Abortion Rights Case Makes It Clear We Need Pro-Choice Legislature in Virginia

WASHINGTON, D.C. — In a split decision that continues to limit women’s reproductive health and rights in Virginia, a federal district court ruled this week on four Virginia laws that have impeded abortion access for years. The laws are a result of Republican leadership in Virginia and their determination to deny women full health care. 

In just a few weeks Virginia voters have the opportunity to elect a new General Assembly that will advance, and not roll back, women’s access to full health care,” states Connie Cordovilla, president, Virginia NOW. “As this decision makes clear, we need lawmakers and courts that support women and their constitutional rights without the barriers invented by Republican zealots.”  

Toni Van Pelt, president, national NOW, adds “This court ruling has nothing to do with health care and everything to do with politics.  Responsible government and unbiased judicial institutions have been hijacked by political agendas and in Virginia, women’s lives are at stake.”  

The decision comes after a two-week trial in Richmond. The case was filed on behalf of Virginia abortion providers including Falls Church Healthcare Center, Whole Woman’s Health Alliance, the Virginia League for Planned Parenthood, and Dr. Jane Doe. The Center for Reproductive Rights, Planned Parenthood Federation of America, and O’Melveny and Myers LLP represent the providers along with local counsel, the ACLU of Virginia. 


Additional Information 

In a win for abortion rights groups, the court struck down:

  • The Second Trimester Hospital Requirement: A law that required all second trimester abortions to be performed at a licensed outpatient hospital, despite clear medical consensus that these procedures are just as safe when performed at a clinic or physician’s office. The court recognized that non-surgical second trimester abortions can safely be performed in a clinic setting. All second trimester abortions are non-surgical, as they do not involve incisions.  
  • Facilities Requirements: Regulations that would have required clinics that provide first trimester abortions to meet the same facility requirements as general and surgical hospitals. For example, clinics would have had to redesign hallway widths and adhere to minimum square footage of procedure rooms, among other requirements unnecessary to the provision of care. If enforced, this law would have forced most clinics in the state to immediately close.
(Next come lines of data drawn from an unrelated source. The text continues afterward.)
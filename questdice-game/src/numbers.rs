//! Numeric conversion helpers centralizing safe numeric casts.

use num_traits::cast::cast;

/// Whole-number percentage of `part` over `whole`, clamped to `0..=100`.
///
/// Returns 0 when `whole` is 0 so empty quests render an empty bar.
#[must_use]
pub fn percent_of(part: u32, whole: u32) -> u8 {
    if whole == 0 {
        return 0;
    }
    let ratio = f64::from(part.min(whole)) / f64::from(whole);
    cast::<f64, u8>((ratio * 100.0).floor()).unwrap_or(0)
}

#[cfg(test)]
mod tests {
    use super::*;

    #[test]
    fn percent_handles_empty_and_full() {
        assert_eq!(percent_of(0, 0), 0);
        assert_eq!(percent_of(6, 6), 100);
        assert_eq!(percent_of(9, 6), 100);
    }

    #[test]
    fn percent_rounds_down() {
        assert_eq!(percent_of(1, 3), 33);
        assert_eq!(percent_of(2, 3), 66);
        assert_eq!(percent_of(1, 6), 16);
    }
}
mod handlers;
mod markers;

use crate::components::ui::progress_bar::ProgressBar;
use crate::game::{BoardMsg, QuestRow};
use crate::i18n;
use handlers::{include_handler, progress_handler};
use std::collections::BTreeMap;
use yew::prelude::*;

pub use markers::{MarkerView, breakpoints_tooltip, marker_views};

#[derive(Properties, Clone, PartialEq)]
pub struct QuestCardProps {
    pub row: QuestRow,
    pub on_msg: Callback<BoardMsg>,
}

fn max_label(total: u32) -> String {
    let total = total.to_string();
    let mut args = BTreeMap::new();
    args.insert("total", total.as_str());
    i18n::tr("quest.max", Some(&args))
}

fn input_label(quest: &str) -> String {
    let mut args = BTreeMap::new();
    args.insert("quest", quest);
    i18n::tr("quest.progress_label", Some(&args))
}

#[function_component(QuestCard)]
pub fn quest_card(props: &QuestCardProps) -> Html {
    let row = &props.row;
    let quest = row.quest();
    let total = row.total_dice();
    let tally = row.tally();
    let marker_list = marker_views(quest.breakpoints.tiers(), tally);

    let oninput = progress_handler(row.name(), props.on_msg.clone());

    let include_toggle = quest.optional.then(|| {
        let onchange = include_handler(row.name(), props.on_msg.clone());
        html! {
            <div class="optional-checkbox">
                <label class="checkbox-label">
                    { i18n::t("quest.include") }
                    <input
                        name="includeCheckbox"
                        type="checkbox"
                        checked={row.included()}
                        {onchange}
                        class="checkbox-input"
                    />
                </label>
            </div>
        }
    });

    html! {
        <div class="quest-card" title={breakpoints_tooltip(quest.breakpoints.thresholds())}>
            <div class="quest-top">
                <div class="quest-title">{ quest.name.clone() }</div>
                <input
                    type="number"
                    min="0"
                    max={total.to_string()}
                    placeholder={quest.placeholder_text.clone()}
                    aria-label={input_label(&quest.name)}
                    value={row.raw_input().to_string()}
                    {oninput}
                    class="number-input"
                />
                <div class="quest-max">{ max_label(total) }</div>
            </div>
            <ProgressBar percent_done={tally.percent_done()} />
            <div class="quest-rewards">
                { for marker_list.iter().map(markers::render_marker) }
            </div>
            { include_toggle.unwrap_or_default() }
        </div>
    }
}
As part of the same decision, the court upheld the following laws that hinder abortion access ancause an undue burden for women: 

  • The Two-Trip Mandatory Delay Law: A law that forces women to undergo an unnecessary ultrasound and listen to state-mandated information designed to shame the patient at least 24 hours before their procedure. This means patients must unnecessarily make at least two trips to a medical facility and delay their procedure by at least 24 hours. 
  • The Physician-Only Law: The court acknowledged the “persuasive evidence” that Advanced Practice Clinicians can safely provide abortion care, yet this law was upheld, and will continue to restrict abortion access. It bars highly skilled and qualified medical professionals such as nurse practitioners and physician’s assistants from providing safe, early abortion care, despite evidence, medical consensus, and even the judge’s findings that they can do so just as safely as physicians. The impact is especially severe in under served parts of the Commonwealth.
  • The Licensing Scheme*: Abortion providers must meet onerous licensing requirements that have no legitimate medical basis and do not apply to any other health care providers. The licensing scheme singles out any medical facility where five or more first trimester abortions are performed per month and subjects them to regulations that affect virtually every aspect of care.